(Beginning of DATA EXTRACT)

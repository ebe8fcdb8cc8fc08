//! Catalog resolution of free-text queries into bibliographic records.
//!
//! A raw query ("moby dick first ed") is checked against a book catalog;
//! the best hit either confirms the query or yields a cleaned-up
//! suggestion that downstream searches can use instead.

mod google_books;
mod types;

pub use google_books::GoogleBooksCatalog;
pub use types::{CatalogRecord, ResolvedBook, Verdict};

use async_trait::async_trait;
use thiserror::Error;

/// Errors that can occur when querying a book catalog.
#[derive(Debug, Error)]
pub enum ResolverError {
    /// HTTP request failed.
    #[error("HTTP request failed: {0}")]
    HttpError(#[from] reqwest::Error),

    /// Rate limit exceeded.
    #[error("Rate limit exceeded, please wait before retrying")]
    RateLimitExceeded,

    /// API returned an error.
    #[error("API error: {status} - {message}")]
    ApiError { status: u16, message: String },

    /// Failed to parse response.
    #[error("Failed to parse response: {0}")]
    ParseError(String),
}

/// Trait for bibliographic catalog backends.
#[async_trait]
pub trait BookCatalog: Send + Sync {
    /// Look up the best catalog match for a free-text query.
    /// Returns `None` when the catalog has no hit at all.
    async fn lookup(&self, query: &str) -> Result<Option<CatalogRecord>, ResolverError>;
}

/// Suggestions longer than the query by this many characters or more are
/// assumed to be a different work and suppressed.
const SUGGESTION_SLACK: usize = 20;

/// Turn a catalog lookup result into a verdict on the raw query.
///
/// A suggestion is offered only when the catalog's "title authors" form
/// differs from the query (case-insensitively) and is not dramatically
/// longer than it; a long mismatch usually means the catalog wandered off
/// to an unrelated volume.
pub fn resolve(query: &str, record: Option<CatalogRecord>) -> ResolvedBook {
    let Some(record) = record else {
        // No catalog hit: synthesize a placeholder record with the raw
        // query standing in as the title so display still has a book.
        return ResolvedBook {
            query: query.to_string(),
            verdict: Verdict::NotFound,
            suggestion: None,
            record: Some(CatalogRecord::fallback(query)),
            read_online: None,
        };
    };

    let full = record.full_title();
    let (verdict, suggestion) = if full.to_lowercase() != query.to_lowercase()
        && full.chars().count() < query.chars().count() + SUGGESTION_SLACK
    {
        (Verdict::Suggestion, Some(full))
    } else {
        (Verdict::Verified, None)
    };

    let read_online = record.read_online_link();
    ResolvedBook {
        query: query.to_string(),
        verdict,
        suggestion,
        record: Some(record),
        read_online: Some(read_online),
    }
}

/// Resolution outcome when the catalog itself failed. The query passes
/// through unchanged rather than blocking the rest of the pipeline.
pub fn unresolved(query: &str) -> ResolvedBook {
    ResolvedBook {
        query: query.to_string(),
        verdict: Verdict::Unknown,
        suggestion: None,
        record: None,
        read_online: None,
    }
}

(End of DATA EXTRACT)
(Beginning of DATA EXTRACT)

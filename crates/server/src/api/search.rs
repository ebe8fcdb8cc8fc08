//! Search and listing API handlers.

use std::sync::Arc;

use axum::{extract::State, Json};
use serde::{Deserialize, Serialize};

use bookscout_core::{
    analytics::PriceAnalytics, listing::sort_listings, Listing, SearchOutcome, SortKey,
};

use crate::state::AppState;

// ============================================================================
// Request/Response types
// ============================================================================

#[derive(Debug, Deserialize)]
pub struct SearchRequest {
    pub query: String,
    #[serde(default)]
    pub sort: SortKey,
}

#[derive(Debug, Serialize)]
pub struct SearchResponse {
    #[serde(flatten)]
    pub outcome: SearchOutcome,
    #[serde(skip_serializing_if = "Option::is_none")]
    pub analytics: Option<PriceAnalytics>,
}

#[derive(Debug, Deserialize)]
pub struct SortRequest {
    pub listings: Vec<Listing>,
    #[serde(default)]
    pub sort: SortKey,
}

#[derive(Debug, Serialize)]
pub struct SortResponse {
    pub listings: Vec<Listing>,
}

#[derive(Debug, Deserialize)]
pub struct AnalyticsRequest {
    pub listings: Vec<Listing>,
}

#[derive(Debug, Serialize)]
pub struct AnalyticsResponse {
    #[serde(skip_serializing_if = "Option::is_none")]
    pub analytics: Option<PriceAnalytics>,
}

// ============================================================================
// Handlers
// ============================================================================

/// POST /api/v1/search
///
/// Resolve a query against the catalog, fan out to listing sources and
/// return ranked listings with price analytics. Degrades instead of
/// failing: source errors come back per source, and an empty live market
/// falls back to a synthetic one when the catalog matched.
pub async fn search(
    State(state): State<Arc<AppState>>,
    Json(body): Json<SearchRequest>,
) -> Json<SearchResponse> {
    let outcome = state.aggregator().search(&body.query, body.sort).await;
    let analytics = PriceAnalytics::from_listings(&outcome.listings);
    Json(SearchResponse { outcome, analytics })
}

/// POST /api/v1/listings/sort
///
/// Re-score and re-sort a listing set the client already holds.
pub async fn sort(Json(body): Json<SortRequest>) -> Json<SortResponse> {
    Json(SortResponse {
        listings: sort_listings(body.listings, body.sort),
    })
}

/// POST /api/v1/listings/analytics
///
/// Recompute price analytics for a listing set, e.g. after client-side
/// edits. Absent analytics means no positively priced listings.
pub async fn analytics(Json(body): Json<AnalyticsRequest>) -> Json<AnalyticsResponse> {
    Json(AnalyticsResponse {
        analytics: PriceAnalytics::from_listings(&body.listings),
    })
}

(End of DATA EXTRACT)

ABOUT THIS TASK
Lines that contain "instead" should be pulled from the entries above and reported.

EXPECTED ANSWER
//! suggestion that downstream searches can use instead.
/// return ranked listings with price analytics. Degrades instead of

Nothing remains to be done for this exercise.